**EXTRACTED INFORMATION**
>>>

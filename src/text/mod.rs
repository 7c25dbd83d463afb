// Text processing: normalization, segmentation, and stopword filtering.

pub mod segmenter;
pub mod stopwords;
pub mod tokenizer;
pub mod traits;
// textsim: lexical similarity between an original document and a candidate.
//
// This is the library root. Data flows text -> scoring -> output, with
// pipeline tying the stages together for the CLI.

pub mod config;
pub mod output;
pub mod pipeline;
pub mod scoring;
pub mod text;
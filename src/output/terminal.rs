// Colored terminal breakdown of a comparison.

use colored::Colorize;

use super::format_score;
use crate::pipeline::Comparison;

/// Display the score and the numbers behind it.
pub fn display_comparison(comparison: &Comparison) {
    let report = &comparison.report;

    println!("\n{}", "=== Similarity Report ===".bold());
    println!(
        "  Original:  {} words ({} distinct)",
        comparison.original_tokens, comparison.original_vocabulary
    );
    println!("  Candidate: {} words", report.candidate_len);
    println!(
        "  Matched:   {} ({:.1}%)",
        report.matched,
        report.match_ratio * 100.0
    );
    println!("  Cosine:    {:.4}", report.cosine);
    println!(
        "  Score:     {}  {}",
        colorize_score(report.score),
        band_label(report.score).dimmed()
    );
    println!();
}

/// Human-readable band for a score.
pub fn band_label(score: f64) -> &'static str {
    if score >= 0.8 {
        "very similar"
    } else if score >= 0.5 {
        "partially similar"
    } else if score > 0.0 {
        "mostly different"
    } else {
        "no overlap"
    }
}

fn colorize_score(score: f64) -> colored::ColoredString {
    let text = format_score(score);
    if score >= 0.8 {
        text.red().bold()
    } else if score >= 0.5 {
        text.yellow()
    } else {
        text.green()
    }
}

#[cfg(test)]
mod tests {
    use super::*;

    #[test]
    fn test_band_label() {
        assert_eq!(band_label(0.95), "very similar");
        assert_eq!(band_label(0.6), "partially similar");
        assert_eq!(band_label(0.1), "mostly different");
        assert_eq!(band_label(0.0), "no overlap");
    }
}
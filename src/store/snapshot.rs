use std::sync::atomic::{AtomicU64, Ordering};
use std::sync::Arc;

use tokio::sync::{Mutex, MutexGuard, RwLock};

use crate::models::{ContentCatalog, TitleCatalog};

use super::RecommendationStore;

/// Everything the serving path reads, loaded together and never mutated
#[derive(Debug, Clone)]
pub struct Snapshot {
    pub store: RecommendationStore,
    pub titles: TitleCatalog,
    pub content: ContentCatalog,
}

/// Holds the active snapshot and swaps it atomically on refresh
///
/// Readers clone the `Arc` and drop the lock immediately, so a query keeps
/// the snapshot it started with even if a new one is published meanwhile.
pub struct SnapshotHandle {
    current: RwLock<Arc<Snapshot>>,
    version: AtomicU64,
    rebuild: Mutex<()>,
}

impl SnapshotHandle {
    pub fn new(snapshot: Snapshot) -> Self {
        Self {
            current: RwLock::new(Arc::new(snapshot)),
            version: AtomicU64::new(1),
            rebuild: Mutex::new(()),
        }
    }

    /// Waits for exclusive use of the rebuild slot
    ///
    /// Holders save and publish a new snapshot before releasing it.
    pub async fn lock_rebuild(&self) -> MutexGuard<'_, ()> {
        self.rebuild.lock().await
    }

    pub async fn current(&self) -> Arc<Snapshot> {
        self.current.read().await.clone()
    }

    /// Replaces the active snapshot, returning the new version number
    pub async fn publish(&self, snapshot: Snapshot) -> u64 {
        let items = snapshot.store.len();
        let mut guard = self.current.write().await;
        *guard = Arc::new(snapshot);
        let version = self.version.fetch_add(1, Ordering::SeqCst) + 1;
        drop(guard);

        tracing::info!(version, items, "Published recommendation snapshot");
        version
    }

    pub fn version(&self) -> u64 {
        self.version.load(Ordering::SeqCst)
    }
}
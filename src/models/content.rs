use serde::{Deserialize, Serialize};
use std::collections::BTreeSet;

/// A title of the IMDb-style discovery catalog
#[derive(Debug, Clone, Serialize, Deserialize, PartialEq)]
pub struct ContentMetadata {
    /// IMDb identifier (e.g., "tt0113277")
    pub id: String,
    /// IMDb title type (e.g., "movie", "tvSeries")
    pub content_type: String,
    pub title: String,
    pub year: i32,
    /// Comma-joined genre list as published by IMDb
    pub genres: String,
    pub average_rating: f64,
    pub num_votes: u64,
    pub weighted_score: f64,
}

impl ContentMetadata {
    /// Creates a row and computes its weighted score
    pub fn new(
        id: String,
        content_type: String,
        title: String,
        year: i32,
        genres: String,
        average_rating: f64,
        num_votes: u64,
    ) -> Self {
        Self {
            id,
            content_type,
            title,
            year,
            genres,
            average_rating,
            num_votes,
            weighted_score: average_rating * num_votes as f64,
        }
    }

    pub fn genre_list(&self) -> impl Iterator<Item = &str> {
        self.genres.split(',').filter(|g| !g.is_empty())
    }
}

/// Read-only discovery catalog in source row order
#[derive(Debug, Clone, Default)]
pub struct ContentCatalog {
    rows: Vec<ContentMetadata>,
    genres: BTreeSet<String>,
}

impl ContentCatalog {
    pub fn new(rows: Vec<ContentMetadata>) -> Self {
        let genres = rows
            .iter()
            .flat_map(|row| row.genre_list())
            .map(str::to_string)
            .collect();
        Self { rows, genres }
    }

    pub fn rows(&self) -> &[ContentMetadata] {
        &self.rows
    }

    /// Unique genres across the catalog, sorted
    pub fn genres(&self) -> &BTreeSet<String> {
        &self.genres
    }

    pub fn len(&self) -> usize {
        self.rows.len()
    }

    pub fn is_empty(&self) -> bool {
        self.rows.is_empty()
    }
}
use serde::{Deserialize, Serialize};
use std::collections::HashMap;

use super::ItemId;

/// A row of the movie title table
#[derive(Debug, Clone, Serialize, Deserialize, PartialEq)]
pub struct CatalogEntry {
    pub item_id: ItemId,
    /// Release year, absent when the source carries `NULL`
    pub year: Option<i32>,
    pub title: String,
    /// Selector key shown to users, `"<title> - <year>"`
    pub display: String,
}

impl CatalogEntry {
    /// Creates an entry, deriving the display key from the raw year token
    pub fn new(item_id: ItemId, year_token: &str, title: String) -> Self {
        let display = format!("{} - {}", title, year_token);
        Self {
            item_id,
            year: year_token.trim().parse().ok(),
            title,
            display,
        }
    }
}

/// Movie title table ordered by title
///
/// Table order decides which row wins when two entries share a display key.
#[derive(Debug, Clone, Default)]
pub struct TitleCatalog {
    entries: Vec<CatalogEntry>,
    by_id: HashMap<ItemId, usize>,
    by_display: HashMap<String, usize>,
}

impl TitleCatalog {
    /// Builds the catalog, ordering entries by title (stable)
    pub fn new(mut entries: Vec<CatalogEntry>) -> Self {
        entries.sort_by(|a, b| a.title.cmp(&b.title));

        let mut by_id = HashMap::with_capacity(entries.len());
        let mut by_display = HashMap::with_capacity(entries.len());
        for (idx, entry) in entries.iter().enumerate() {
            by_id.entry(entry.item_id).or_insert(idx);
            by_display.entry(entry.display.clone()).or_insert(idx);
        }

        Self {
            entries,
            by_id,
            by_display,
        }
    }

    /// Resolves a display key to its item id, first row in table order wins
    pub fn resolve(&self, display: &str) -> Option<ItemId> {
        self.by_display
            .get(display)
            .map(|&idx| self.entries[idx].item_id)
    }

    pub fn get(&self, item_id: ItemId) -> Option<&CatalogEntry> {
        self.by_id.get(&item_id).map(|&idx| &self.entries[idx])
    }

    /// Display keys in table order, used as selector options
    pub fn display_options(&self) -> Vec<&str> {
        self.entries.iter().map(|e| e.display.as_str()).collect()
    }

    pub fn entries(&self) -> &[CatalogEntry] {
        &self.entries
    }

    pub fn len(&self) -> usize {
        self.entries.len()
    }

    pub fn is_empty(&self) -> bool {
        self.entries.is_empty()
    }
}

<<<

**ASSIGNED TASK**
Wherever the word "TitleCatalog" appears in the data, return the whole line.

**RESULT**
use crate::models::{ContentCatalog, TitleCatalog};
    pub titles: TitleCatalog,
pub struct TitleCatalog {
impl TitleCatalog {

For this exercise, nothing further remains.